The truth is that Walesa, the Kaczynskis and Tusk all share responsibility for the impoverishment of the working people, which was the inevitable result of the victory of Solidarność. From the moment Solidarność consolidated around a program for capitalist counterrevolution at its founding congress in September 1981, we described it as an instrument of the CIA, the Vatican and the Western bankers and raised the call: “Stop Solidarność Counterrevolution!” In December 1981, we supported General Wojciech Jaruzelski’s military deployment to spike an attempt by Solidarność to seize power, writing:
“Lech Walesa’s Solidarność was moving to overthrow not merely the corrupt and discredited Stalinist regime, but social gains inherited from the Bolshevik Revolution—centrally a collectivized planned economy—which were bureaucratically extended to Poland after the Red Army liberated the country from Nazi occupation. That is why this Polish ‘free trade union’ is supported by the forces of imperialist reaction.”

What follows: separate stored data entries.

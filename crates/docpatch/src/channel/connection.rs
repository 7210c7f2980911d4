//! Normalizes events from the document store into channel messages.

use serde::{Deserialize, Serialize};
use serde_json::Value;
use tracing::debug;

use docpatch_path::Path;

use super::{ChannelMessage, DeliveryReport, PatchChannel};
use crate::patch::{Origin, Patch};
use crate::patch_event::PatchEvent;

/// Where a [`DocumentConnection`] is in its lifecycle.
#[derive(Debug, Clone, Copy, Default, PartialEq, Eq)]
pub enum ConnectionState {
    /// No event received yet.
    #[default]
    Uninitialized,
    /// Events are arriving but no snapshot has been seen.
    AwaitingSnapshot,
    Live,
}

/// Which side made a mutation, as reported by the transport.
#[derive(Debug, Clone, Copy, Default, PartialEq, Eq, Serialize, Deserialize)]
#[serde(rename_all = "lowercase")]
pub enum MutationOrigin {
    /// Echo of an edit this process sent.
    Local,
    #[default]
    Remote,
}

impl From<MutationOrigin> for Origin {
    fn from(origin: MutationOrigin) -> Self {
        match origin {
            MutationOrigin::Local => Origin::Local,
            MutationOrigin::Remote => Origin::Remote,
        }
    }
}

/// An event as delivered by the document store.
#[derive(Debug, Clone, PartialEq, Serialize, Deserialize)]
#[serde(tag = "type", rename_all = "camelCase")]
pub enum DocumentEvent {
    /// Initial state. Publishes nothing.
    Snapshot {
        #[serde(default)]
        document: Option<Value>,
    },
    Mutation {
        #[serde(default)]
        document: Option<Value>,
        patches: Vec<Patch>,
        #[serde(default)]
        origin: MutationOrigin,
    },
    /// The local view was rebuilt on top of a new server state.
    Rebase {
        #[serde(default)]
        document: Option<Value>,
    },
    Create { document: Value },
}

impl DocumentEvent {
    fn name(&self) -> &'static str {
        match self {
            DocumentEvent::Snapshot { .. } => "snapshot",
            DocumentEvent::Mutation { .. } => "mutation",
            DocumentEvent::Rebase { .. } => "rebase",
            DocumentEvent::Create { .. } => "create",
        }
    }
}

/// Turns a stream of [`DocumentEvent`]s into channel publishes.
///
/// Mutations keep the origin the transport reports. Rebase and create
/// events become one whole-document replacement tagged
/// [`Origin::Internal`].
#[derive(Debug)]
pub struct DocumentConnection {
    channel: PatchChannel,
    state: ConnectionState,
    document: Option<Value>,
}

impl DocumentConnection {
    pub fn new(channel: PatchChannel) -> Self {
        Self {
            channel,
            state: ConnectionState::Uninitialized,
            document: None,
        }
    }

    pub fn state(&self) -> ConnectionState {
        self.state
    }

    pub fn channel(&self) -> &PatchChannel {
        &self.channel
    }

    /// The document as of the last event that carried one.
    pub fn document(&self) -> Option<&Value> {
        self.document.as_ref()
    }

    /// Handle one event. Returns the delivery report when something was
    /// published.
    pub fn receive(&mut self, event: DocumentEvent) -> Option<DeliveryReport> {
        if self.state == ConnectionState::Uninitialized {
            self.state = ConnectionState::AwaitingSnapshot;
        }
        if self.state == ConnectionState::AwaitingSnapshot
            && !matches!(event, DocumentEvent::Snapshot { .. })
        {
            debug!(event = event.name(), "event received before snapshot");
        }

        let message = match event {
            DocumentEvent::Snapshot { document } => {
                debug!("snapshot received, connection live");
                self.state = ConnectionState::Live;
                self.document = document;
                return None;
            }
            DocumentEvent::Mutation {
                document,
                patches,
                origin,
            } => {
                self.document.clone_from(&document);
                if patches.is_empty() {
                    return None;
                }
                ChannelMessage::from_event(PatchEvent::from(patches), origin.into(), document)
            }
            DocumentEvent::Rebase { document } => {
                let patch = match &document {
                    Some(doc) => Patch::set(Path::root(), doc.clone()),
                    None => Patch::unset(Path::root()),
                };
                self.document.clone_from(&document);
                ChannelMessage::from_event(PatchEvent::from(patch), Origin::Internal, document)
            }
            DocumentEvent::Create { document } => {
                self.document = Some(document.clone());
                ChannelMessage::from_event(
                    PatchEvent::from(Patch::set(Path::root(), document.clone())),
                    Origin::Internal,
                    Some(document),
                )
            }
        };
        Some(self.channel.publish(&message))
    }
}

#[cfg(test)]
mod tests {
    use super::*;
    use docpatch_path::path;
    use serde_json::json;
    use std::sync::{Arc, Mutex};

    fn recorder(channel: &PatchChannel) -> Arc<Mutex<Vec<ChannelMessage>>> {
        let seen = Arc::new(Mutex::new(Vec::new()));
        let sink = Arc::clone(&seen);
        channel.subscribe(move |msg| {
            sink.lock().unwrap().push(msg.clone());
            Ok(())
        });
        seen
    }

    #[test]
    fn lifecycle() {
        let mut conn = DocumentConnection::new(PatchChannel::new());
        assert_eq!(conn.state(), ConnectionState::Uninitialized);

        conn.receive(DocumentEvent::Mutation {
            document: None,
            patches: vec![],
            origin: MutationOrigin::Remote,
        });
        assert_eq!(conn.state(), ConnectionState::AwaitingSnapshot);

        conn.receive(DocumentEvent::Snapshot {
            document: Some(json!({"title": "A"})),
        });
        assert_eq!(conn.state(), ConnectionState::Live);
        assert_eq!(conn.document(), Some(&json!({"title": "A"})));
    }

    #[test]
    fn snapshot_publishes_nothing() {
        let mut conn = DocumentConnection::new(PatchChannel::new());
        let seen = recorder(conn.channel());
        assert_eq!(conn.receive(DocumentEvent::Snapshot { document: None }), None);
        assert!(seen.lock().unwrap().is_empty());
    }

    #[test]
    fn mutation_keeps_transport_origin() {
        let mut conn = DocumentConnection::new(PatchChannel::new());
        let seen = recorder(conn.channel());
        conn.receive(DocumentEvent::Snapshot { document: Some(json!({})) });
        let report = conn
            .receive(DocumentEvent::Mutation {
                document: Some(json!({"title": "B"})),
                patches: vec![Patch::set(path!["title"], "B")],
                origin: MutationOrigin::Local,
            })
            .unwrap();
        assert_eq!(report.delivered, 1);

        let seen = seen.lock().unwrap();
        assert_eq!(seen[0].patches[0].origin, Origin::Local);
        assert_eq!(seen[0].snapshot, Some(json!({"title": "B"})));
    }

    #[test]
    fn rebase_becomes_internal_root_set() {
        let mut conn = DocumentConnection::new(PatchChannel::new());
        let seen = recorder(conn.channel());
        conn.receive(DocumentEvent::Rebase {
            document: Some(json!({"title": "C"})),
        });
        conn.receive(DocumentEvent::Rebase { document: None });

        let seen = seen.lock().unwrap();
        assert_eq!(seen.len(), 2);
        assert_eq!(seen[0].patches.len(), 1);
        assert_eq!(seen[0].patches[0].origin, Origin::Internal);
        assert_eq!(seen[0].patches[0].patch, Patch::set(path![], json!({"title": "C"})));
        assert_eq!(seen[1].patches[0].patch, Patch::unset(path![]));
    }

    #[test]
    fn event_wire_format() {
        let ev: DocumentEvent = serde_json::from_value(json!({
            "type": "mutation",
            "document": {"n": 1},
            "patches": [{"type": "inc", "path": ["n"], "value": 1}]
        }))
        .unwrap();
        assert_eq!(
            ev,
            DocumentEvent::Mutation {
                document: Some(json!({"n": 1})),
                patches: vec![Patch::inc(path!["n"], 1.0)],
                origin: MutationOrigin::Remote,
            }
        );
    }
}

— “Solidarność Counterrevolution Checked: Power Bid Spiked,” WV No. 295, 18 December 1981
Trotskyists struggled for proletarian political revolution to replace the parasitic Stalinist bureaucracy with the rule of workers councils based on defense of the socialized property.
The collectivization of the Polish economy and the consolidation of a workers state in the late 1940s, though bureaucratically deformed from its inception, represented an enormous gain for the working people. For the first time, the masses had universal access to free education and health care, to jobs for all and apartments. New schools, kindergartens, hospitals, apartment blocks and factories were built across the country. Gone were the Pilsudskiite and Endek (National Democrat) reactionaries who had ruled interwar Poland for the benefit of the British and French imperialists—imprisoning Communists, drowning workers struggles in blood, persecuting Jews, Ukrainians and other minorities. The retrograde Catholic hierarchy no longer had a stranglehold over the populace: education became secular and abortion was available on demand.
These gains were achieved at considerable cost: some 600,000 Red Army soldiers who died in liberating the country from Nazi tyranny. Many more Soviet soldiers, Polish Communists and Jews who survived the Holocaust were slaughtered after World War II by cutthroat reactionary gangs, remnants of the Home Army today known as the “cursed soldiers,” who sought a return to the old order. However, the workers state was also undermined by the nationalism and bureaucratic mismanagement of the Stalinist bureaucracy. Three times—in 1956, 1970 and 1976—the workers rose up against Stalinist misrule, opening a perspective of a proletarian political revolution, whose victory would have resulted in workers democracy and a restoration of the revolutionary and internationalist traditions of the historically pro-socialist Polish proletariat personified by Rosa Luxemburg.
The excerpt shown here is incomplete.